(Stored items)
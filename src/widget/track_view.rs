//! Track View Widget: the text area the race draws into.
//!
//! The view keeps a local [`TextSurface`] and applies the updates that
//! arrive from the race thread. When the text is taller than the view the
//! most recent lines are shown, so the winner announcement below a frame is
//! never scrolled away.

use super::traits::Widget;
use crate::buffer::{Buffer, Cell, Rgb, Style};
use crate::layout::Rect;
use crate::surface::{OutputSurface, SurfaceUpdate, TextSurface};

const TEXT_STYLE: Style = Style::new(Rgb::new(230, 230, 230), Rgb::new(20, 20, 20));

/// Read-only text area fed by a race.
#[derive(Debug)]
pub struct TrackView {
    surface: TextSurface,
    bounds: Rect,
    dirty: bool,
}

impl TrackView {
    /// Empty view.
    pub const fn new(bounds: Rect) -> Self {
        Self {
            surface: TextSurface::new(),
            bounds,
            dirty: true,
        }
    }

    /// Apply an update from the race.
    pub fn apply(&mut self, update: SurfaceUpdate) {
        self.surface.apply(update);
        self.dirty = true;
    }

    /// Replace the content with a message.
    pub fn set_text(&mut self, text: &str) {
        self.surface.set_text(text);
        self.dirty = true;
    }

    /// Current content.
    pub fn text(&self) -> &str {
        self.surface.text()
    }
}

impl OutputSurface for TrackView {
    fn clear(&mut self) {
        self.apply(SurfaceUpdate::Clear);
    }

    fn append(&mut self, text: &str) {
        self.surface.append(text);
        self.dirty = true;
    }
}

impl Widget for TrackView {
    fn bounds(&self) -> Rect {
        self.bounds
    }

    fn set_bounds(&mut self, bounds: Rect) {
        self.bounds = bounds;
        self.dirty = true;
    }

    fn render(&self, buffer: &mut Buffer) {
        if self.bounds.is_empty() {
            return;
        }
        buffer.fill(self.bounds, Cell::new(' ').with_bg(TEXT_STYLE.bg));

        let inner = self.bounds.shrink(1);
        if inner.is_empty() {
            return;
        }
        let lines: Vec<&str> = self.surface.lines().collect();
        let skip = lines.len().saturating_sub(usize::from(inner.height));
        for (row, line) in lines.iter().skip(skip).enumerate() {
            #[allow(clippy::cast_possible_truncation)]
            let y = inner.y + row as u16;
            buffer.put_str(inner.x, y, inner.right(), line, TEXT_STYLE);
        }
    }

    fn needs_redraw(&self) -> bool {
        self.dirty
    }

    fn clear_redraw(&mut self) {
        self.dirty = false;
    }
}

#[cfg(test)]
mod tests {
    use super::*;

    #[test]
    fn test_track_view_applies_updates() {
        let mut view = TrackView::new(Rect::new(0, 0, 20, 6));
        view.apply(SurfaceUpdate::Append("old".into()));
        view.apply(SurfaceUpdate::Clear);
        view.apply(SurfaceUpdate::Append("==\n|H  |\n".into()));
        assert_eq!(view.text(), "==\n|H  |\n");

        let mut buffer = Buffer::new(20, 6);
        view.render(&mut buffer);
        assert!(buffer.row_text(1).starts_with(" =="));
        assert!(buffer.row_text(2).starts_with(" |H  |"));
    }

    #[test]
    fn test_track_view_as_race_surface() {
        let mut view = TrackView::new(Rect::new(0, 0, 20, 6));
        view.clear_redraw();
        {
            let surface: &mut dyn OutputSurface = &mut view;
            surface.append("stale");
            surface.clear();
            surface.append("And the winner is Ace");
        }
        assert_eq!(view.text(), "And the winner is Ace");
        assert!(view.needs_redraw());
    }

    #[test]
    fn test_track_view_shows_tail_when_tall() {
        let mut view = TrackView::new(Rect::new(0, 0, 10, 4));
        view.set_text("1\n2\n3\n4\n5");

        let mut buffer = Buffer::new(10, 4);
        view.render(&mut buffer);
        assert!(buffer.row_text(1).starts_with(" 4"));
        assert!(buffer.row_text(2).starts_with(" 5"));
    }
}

--

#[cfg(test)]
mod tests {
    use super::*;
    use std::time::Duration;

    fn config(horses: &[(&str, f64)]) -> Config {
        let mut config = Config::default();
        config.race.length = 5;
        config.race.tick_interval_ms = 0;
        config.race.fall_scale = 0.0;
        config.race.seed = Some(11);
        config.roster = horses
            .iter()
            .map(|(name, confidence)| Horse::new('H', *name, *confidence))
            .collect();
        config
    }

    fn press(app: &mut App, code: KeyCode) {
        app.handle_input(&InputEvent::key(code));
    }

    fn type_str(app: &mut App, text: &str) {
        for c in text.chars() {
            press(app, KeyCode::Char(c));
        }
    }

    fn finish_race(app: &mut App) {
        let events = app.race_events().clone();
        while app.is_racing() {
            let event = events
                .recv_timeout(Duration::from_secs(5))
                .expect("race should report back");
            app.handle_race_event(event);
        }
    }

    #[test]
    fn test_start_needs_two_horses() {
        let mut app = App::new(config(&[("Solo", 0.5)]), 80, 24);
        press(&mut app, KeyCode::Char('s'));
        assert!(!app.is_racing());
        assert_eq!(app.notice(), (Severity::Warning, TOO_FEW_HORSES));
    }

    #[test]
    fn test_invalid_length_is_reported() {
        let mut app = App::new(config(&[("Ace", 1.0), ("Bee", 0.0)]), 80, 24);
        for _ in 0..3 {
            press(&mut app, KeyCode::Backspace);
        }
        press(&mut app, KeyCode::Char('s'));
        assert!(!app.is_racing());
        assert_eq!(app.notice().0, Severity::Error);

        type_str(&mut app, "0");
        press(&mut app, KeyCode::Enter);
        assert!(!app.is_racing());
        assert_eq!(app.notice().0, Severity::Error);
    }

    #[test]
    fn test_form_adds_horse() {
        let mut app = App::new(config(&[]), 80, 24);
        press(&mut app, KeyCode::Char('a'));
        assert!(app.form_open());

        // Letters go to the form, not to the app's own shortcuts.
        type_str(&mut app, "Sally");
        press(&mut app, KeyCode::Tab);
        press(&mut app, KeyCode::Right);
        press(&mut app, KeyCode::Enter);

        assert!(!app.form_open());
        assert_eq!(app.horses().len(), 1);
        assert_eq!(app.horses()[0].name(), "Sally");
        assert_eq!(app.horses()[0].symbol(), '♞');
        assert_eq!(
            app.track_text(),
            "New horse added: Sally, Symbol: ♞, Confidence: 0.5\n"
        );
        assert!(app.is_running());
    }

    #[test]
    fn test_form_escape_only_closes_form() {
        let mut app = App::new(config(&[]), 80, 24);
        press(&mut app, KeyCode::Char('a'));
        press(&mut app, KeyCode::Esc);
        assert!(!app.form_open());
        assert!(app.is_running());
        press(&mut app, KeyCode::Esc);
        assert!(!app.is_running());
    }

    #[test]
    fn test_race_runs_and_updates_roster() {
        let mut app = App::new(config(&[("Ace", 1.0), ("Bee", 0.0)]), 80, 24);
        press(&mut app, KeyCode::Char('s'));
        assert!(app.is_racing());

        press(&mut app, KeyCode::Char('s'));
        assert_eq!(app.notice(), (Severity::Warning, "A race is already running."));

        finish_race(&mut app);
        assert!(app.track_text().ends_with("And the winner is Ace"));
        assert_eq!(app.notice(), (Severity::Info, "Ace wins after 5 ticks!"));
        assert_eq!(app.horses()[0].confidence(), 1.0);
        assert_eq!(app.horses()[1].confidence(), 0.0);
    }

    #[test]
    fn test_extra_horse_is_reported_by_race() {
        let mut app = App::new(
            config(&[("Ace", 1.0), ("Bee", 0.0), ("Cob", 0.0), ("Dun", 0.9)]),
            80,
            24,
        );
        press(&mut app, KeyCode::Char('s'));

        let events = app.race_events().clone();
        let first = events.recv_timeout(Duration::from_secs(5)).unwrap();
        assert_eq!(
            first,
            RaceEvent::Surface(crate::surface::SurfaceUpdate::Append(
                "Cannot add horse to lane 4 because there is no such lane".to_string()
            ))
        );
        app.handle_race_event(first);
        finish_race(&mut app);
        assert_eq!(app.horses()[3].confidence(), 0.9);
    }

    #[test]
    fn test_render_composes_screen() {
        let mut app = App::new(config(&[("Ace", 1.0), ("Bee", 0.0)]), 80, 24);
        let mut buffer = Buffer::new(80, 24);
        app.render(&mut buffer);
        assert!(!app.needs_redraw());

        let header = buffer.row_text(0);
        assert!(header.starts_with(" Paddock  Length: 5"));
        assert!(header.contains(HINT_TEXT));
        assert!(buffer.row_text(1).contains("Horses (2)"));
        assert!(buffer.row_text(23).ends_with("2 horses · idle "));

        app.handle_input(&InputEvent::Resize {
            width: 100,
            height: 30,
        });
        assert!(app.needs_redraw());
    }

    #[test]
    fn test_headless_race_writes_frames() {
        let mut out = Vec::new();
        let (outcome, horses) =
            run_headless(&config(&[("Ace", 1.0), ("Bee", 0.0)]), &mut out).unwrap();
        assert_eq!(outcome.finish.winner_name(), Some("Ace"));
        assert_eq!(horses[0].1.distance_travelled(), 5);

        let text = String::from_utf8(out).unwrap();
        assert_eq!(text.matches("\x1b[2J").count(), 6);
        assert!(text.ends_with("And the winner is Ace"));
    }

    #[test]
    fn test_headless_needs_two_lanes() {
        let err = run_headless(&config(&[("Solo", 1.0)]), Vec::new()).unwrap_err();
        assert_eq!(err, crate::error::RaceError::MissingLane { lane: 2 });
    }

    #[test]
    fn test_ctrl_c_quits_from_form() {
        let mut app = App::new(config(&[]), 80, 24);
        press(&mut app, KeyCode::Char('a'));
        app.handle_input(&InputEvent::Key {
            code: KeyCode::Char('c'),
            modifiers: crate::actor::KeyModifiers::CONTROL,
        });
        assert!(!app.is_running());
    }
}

* * *

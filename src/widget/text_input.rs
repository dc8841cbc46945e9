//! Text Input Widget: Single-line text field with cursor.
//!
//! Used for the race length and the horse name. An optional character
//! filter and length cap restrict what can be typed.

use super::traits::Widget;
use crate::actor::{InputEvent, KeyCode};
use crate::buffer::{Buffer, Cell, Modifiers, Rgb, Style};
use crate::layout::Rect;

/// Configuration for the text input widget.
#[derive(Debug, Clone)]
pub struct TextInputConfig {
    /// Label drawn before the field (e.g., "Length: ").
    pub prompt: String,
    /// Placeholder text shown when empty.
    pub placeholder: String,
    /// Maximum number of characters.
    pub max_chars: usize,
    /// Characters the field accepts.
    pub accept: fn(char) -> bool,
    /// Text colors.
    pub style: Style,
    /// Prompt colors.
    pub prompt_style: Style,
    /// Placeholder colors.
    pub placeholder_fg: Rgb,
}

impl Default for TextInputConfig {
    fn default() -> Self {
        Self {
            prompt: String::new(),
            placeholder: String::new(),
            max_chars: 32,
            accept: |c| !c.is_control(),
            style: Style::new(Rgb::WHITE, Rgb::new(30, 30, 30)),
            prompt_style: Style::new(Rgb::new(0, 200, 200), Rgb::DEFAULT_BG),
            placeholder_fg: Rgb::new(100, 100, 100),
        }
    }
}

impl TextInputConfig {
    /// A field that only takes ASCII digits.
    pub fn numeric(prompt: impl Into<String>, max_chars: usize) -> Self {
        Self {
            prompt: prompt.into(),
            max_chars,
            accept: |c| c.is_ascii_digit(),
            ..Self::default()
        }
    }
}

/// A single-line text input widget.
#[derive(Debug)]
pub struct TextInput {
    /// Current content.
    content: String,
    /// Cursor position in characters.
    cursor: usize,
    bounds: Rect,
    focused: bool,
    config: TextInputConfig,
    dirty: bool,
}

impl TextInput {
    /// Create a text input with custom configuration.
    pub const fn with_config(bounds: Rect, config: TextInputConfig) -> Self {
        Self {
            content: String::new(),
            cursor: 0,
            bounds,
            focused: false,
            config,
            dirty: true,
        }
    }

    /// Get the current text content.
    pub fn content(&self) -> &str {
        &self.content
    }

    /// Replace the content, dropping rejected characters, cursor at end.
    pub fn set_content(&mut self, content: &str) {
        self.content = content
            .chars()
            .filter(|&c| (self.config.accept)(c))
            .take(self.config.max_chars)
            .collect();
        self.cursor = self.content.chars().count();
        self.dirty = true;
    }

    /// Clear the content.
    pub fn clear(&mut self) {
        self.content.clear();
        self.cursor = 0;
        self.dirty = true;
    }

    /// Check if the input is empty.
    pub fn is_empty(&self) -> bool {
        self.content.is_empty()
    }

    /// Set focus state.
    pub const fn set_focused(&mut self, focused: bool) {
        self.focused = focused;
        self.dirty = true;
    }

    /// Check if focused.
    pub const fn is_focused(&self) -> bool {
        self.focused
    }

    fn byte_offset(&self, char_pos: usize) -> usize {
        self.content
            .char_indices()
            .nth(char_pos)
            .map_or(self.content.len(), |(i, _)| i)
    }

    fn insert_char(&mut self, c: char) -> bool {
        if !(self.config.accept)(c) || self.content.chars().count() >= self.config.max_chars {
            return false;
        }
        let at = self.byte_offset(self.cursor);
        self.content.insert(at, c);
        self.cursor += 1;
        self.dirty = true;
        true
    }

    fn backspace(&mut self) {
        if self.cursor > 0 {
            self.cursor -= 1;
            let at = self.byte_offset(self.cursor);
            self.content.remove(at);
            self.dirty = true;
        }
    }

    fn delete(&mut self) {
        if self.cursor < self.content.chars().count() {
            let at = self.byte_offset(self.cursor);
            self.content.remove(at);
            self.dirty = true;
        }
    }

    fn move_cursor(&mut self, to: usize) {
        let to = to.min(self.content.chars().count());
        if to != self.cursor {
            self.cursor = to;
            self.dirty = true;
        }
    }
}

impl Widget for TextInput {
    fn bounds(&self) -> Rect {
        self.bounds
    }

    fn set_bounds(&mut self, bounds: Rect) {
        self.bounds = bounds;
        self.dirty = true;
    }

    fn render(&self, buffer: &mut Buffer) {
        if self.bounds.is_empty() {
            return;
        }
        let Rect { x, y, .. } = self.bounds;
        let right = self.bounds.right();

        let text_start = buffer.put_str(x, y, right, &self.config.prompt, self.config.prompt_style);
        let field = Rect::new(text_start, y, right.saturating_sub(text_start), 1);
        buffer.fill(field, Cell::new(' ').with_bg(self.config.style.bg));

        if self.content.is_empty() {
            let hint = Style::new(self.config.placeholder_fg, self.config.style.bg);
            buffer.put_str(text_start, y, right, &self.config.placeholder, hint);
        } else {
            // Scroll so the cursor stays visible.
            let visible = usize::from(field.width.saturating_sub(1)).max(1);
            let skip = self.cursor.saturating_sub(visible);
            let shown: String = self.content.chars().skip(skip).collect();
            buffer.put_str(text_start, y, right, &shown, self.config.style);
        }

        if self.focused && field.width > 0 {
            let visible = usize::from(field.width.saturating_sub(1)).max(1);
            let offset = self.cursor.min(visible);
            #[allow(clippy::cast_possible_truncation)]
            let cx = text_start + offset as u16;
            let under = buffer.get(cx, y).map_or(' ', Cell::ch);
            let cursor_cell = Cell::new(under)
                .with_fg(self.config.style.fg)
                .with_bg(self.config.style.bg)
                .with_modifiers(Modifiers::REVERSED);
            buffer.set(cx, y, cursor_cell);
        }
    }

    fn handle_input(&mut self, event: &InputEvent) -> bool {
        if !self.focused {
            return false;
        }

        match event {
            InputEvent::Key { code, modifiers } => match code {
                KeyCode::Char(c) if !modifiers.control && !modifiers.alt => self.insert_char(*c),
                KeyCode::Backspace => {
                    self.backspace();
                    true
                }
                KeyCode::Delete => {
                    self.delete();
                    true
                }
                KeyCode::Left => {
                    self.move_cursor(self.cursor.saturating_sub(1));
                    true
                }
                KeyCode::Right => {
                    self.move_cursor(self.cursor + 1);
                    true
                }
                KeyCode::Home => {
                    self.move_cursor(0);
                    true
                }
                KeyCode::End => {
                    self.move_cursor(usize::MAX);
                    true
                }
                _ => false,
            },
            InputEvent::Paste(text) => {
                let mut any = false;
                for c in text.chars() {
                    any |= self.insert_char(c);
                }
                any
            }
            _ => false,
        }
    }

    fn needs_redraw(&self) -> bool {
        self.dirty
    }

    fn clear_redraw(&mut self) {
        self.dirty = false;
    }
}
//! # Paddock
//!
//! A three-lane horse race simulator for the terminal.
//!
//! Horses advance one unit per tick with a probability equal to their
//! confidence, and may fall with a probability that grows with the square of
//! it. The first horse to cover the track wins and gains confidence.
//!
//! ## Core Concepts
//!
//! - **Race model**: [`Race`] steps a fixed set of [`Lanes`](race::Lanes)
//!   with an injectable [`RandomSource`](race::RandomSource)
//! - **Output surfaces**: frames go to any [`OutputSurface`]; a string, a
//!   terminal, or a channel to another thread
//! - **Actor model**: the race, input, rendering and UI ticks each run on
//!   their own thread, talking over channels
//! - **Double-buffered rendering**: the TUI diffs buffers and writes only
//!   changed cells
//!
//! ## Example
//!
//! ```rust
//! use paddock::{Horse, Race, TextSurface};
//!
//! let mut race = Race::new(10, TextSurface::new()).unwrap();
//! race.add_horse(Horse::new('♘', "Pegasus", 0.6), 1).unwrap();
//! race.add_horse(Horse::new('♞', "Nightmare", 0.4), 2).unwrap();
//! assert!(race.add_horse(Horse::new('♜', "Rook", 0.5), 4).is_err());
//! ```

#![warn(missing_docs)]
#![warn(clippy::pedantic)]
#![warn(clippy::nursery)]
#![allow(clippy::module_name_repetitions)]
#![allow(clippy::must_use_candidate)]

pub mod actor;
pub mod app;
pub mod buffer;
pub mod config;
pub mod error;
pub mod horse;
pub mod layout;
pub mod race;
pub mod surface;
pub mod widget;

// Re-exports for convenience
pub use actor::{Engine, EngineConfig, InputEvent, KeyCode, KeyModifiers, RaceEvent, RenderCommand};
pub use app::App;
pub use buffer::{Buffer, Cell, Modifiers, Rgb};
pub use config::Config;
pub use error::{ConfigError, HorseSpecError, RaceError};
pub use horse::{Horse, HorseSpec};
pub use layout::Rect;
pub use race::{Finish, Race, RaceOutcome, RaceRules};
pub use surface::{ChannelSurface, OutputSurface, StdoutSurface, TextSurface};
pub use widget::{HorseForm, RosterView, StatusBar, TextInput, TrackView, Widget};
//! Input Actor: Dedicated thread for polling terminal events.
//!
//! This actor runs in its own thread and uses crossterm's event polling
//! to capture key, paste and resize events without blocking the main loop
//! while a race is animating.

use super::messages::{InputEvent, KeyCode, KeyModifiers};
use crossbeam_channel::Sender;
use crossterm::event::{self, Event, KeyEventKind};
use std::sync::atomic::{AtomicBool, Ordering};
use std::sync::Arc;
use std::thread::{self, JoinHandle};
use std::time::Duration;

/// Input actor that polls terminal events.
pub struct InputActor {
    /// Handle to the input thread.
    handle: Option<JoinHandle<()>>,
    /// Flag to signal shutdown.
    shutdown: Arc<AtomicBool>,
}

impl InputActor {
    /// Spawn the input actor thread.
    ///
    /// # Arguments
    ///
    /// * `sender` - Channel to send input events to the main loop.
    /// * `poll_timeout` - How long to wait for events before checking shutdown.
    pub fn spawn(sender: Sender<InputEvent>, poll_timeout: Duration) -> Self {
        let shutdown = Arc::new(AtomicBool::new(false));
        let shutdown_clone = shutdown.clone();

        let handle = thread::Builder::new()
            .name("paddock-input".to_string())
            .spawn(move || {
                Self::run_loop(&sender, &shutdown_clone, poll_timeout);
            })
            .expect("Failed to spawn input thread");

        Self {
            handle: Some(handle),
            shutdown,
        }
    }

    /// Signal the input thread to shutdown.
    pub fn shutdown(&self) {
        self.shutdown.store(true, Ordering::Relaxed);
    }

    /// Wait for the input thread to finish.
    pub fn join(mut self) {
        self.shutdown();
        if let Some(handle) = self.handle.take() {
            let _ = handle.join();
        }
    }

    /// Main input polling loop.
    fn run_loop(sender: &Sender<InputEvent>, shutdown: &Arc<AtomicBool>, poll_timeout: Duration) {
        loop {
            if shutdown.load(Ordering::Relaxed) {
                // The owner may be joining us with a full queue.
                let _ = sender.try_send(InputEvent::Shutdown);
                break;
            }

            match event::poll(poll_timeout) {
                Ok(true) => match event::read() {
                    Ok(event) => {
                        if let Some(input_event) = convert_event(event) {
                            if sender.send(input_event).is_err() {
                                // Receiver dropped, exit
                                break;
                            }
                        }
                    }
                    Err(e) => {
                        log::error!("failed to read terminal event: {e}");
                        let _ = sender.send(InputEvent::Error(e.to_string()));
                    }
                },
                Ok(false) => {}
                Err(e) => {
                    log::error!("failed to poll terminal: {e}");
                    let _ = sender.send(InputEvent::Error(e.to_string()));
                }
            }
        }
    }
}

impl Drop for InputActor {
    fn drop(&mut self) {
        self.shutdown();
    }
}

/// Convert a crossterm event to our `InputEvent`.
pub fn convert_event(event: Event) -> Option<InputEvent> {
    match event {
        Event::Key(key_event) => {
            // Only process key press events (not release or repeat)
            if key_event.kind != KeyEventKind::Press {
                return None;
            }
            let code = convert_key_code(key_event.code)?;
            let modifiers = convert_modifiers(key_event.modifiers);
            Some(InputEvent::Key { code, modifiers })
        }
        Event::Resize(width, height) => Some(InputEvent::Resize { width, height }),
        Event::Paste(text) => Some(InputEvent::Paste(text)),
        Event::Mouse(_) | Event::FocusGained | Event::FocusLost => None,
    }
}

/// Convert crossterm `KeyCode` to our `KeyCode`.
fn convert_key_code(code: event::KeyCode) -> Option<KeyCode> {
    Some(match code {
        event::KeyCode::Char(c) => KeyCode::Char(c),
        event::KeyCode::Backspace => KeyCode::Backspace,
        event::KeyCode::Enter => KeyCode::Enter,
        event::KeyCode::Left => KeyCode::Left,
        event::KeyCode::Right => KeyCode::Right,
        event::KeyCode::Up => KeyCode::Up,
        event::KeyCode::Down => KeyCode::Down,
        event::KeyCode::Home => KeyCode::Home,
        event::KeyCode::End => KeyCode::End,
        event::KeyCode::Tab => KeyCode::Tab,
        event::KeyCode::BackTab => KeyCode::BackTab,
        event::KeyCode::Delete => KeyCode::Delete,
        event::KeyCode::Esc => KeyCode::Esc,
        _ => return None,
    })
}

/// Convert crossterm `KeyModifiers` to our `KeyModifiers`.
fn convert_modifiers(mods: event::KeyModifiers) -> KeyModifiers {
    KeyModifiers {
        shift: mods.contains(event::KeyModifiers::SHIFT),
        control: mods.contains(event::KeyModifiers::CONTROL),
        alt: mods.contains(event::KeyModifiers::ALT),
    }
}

### PROBLEM DETAILS
Among the lines of the data above, count those holding "header" and state only the number.

### ANSWER
3